▶ [Data for this exercise]:
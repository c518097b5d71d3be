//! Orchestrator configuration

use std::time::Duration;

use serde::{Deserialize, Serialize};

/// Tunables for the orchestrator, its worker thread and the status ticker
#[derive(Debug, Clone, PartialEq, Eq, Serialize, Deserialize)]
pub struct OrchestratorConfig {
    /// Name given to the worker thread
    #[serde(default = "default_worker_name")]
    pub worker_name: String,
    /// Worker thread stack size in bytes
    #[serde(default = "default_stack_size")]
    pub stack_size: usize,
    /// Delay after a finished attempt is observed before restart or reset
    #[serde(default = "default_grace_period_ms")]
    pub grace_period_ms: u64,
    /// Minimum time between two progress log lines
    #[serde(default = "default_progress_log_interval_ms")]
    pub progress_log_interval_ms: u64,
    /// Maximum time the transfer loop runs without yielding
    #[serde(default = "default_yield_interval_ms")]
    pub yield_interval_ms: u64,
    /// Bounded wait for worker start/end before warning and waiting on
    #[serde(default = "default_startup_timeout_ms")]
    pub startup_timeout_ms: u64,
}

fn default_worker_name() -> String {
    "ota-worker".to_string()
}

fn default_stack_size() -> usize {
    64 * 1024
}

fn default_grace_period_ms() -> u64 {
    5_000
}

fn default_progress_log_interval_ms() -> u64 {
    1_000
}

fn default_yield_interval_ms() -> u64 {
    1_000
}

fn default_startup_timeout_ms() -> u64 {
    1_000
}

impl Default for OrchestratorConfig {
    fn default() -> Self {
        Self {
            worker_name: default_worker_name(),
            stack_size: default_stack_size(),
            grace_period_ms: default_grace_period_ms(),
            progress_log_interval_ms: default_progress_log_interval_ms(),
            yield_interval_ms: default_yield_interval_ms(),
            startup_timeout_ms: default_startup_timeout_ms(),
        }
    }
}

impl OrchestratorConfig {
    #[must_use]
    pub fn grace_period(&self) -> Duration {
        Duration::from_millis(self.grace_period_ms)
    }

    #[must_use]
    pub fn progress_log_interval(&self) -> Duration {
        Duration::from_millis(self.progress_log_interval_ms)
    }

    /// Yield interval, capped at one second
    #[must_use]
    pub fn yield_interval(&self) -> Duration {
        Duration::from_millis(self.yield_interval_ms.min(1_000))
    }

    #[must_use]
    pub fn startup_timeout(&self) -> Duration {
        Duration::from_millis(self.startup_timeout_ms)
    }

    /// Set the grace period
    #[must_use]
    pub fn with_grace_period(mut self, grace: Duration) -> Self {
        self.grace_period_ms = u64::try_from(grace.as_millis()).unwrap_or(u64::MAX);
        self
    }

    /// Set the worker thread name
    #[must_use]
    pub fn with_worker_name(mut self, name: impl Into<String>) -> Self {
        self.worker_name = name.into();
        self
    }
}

▶ [Aim of the task]: Repeat back the material above verbatim, including every line.

▶ [Exercise output]:
repository c518097b5d71d3be
//! Orchestrator configuration

use std::time::Duration;

use serde::{Deserialize, Serialize};

/// Tunables for the orchestrator, its worker thread and the status ticker
#[derive(Debug, Clone, PartialEq, Eq, Serialize, Deserialize)]
pub struct OrchestratorConfig {
    /// Name given to the worker thread
    #[serde(default = "default_worker_name")]
    pub worker_name: String,
    /// Worker thread stack size in bytes
    #[serde(default = "default_stack_size")]
    pub stack_size: usize,
    /// Delay after a finished attempt is observed before restart or reset
    #[serde(default = "default_grace_period_ms")]
    pub grace_period_ms: u64,
    /// Minimum time between two progress log lines
    #[serde(default = "default_progress_log_interval_ms")]
    pub progress_log_interval_ms: u64,
    /// Maximum time the transfer loop runs without yielding
    #[serde(default = "default_yield_interval_ms")]
    pub yield_interval_ms: u64,
    /// Bounded wait for worker start/end before warning and waiting on
    #[serde(default = "default_startup_timeout_ms")]
    pub startup_timeout_ms: u64,
}

fn default_worker_name() -> String {
    "ota-worker".to_string()
}

fn default_stack_size() -> usize {
    64 * 1024
}

fn default_grace_period_ms() -> u64 {
    5_000
}

fn default_progress_log_interval_ms() -> u64 {
    1_000
}

fn default_yield_interval_ms() -> u64 {
    1_000
}

fn default_startup_timeout_ms() -> u64 {
    1_000
}

impl Default for OrchestratorConfig {
    fn default() -> Self {
        Self {
            worker_name: default_worker_name(),
            stack_size: default_stack_size(),
            grace_period_ms: default_grace_period_ms(),
            progress_log_interval_ms: default_progress_log_interval_ms(),
            yield_interval_ms: default_yield_interval_ms(),
            startup_timeout_ms: default_startup_timeout_ms(),
        }
    }
}

impl OrchestratorConfig {
    #[must_use]
    pub fn grace_period(&self) -> Duration {
        Duration::from_millis(self.grace_period_ms)
    }

    #[must_use]
    pub fn progress_log_interval(&self) -> Duration {
        Duration::from_millis(self.progress_log_interval_ms)
    }

    /// Yield interval, capped at one second
    #[must_use]
    pub fn yield_interval(&self) -> Duration {
        Duration::from_millis(self.yield_interval_ms.min(1_000))
    }

    #[must_use]
    pub fn startup_timeout(&self) -> Duration {
        Duration::from_millis(self.startup_timeout_ms)
    }

    /// Set the grace period
    #[must_use]
    pub fn with_grace_period(mut self, grace: Duration) -> Self {
        self.grace_period_ms = u64::try_from(grace.as_millis()).unwrap_or(u64::MAX);
        self
    }

    /// Set the worker thread name
    #[must_use]
    pub fn with_worker_name(mut self, name: impl Into<String>) -> Self {
        self.worker_name = name.into();
        self
    }
}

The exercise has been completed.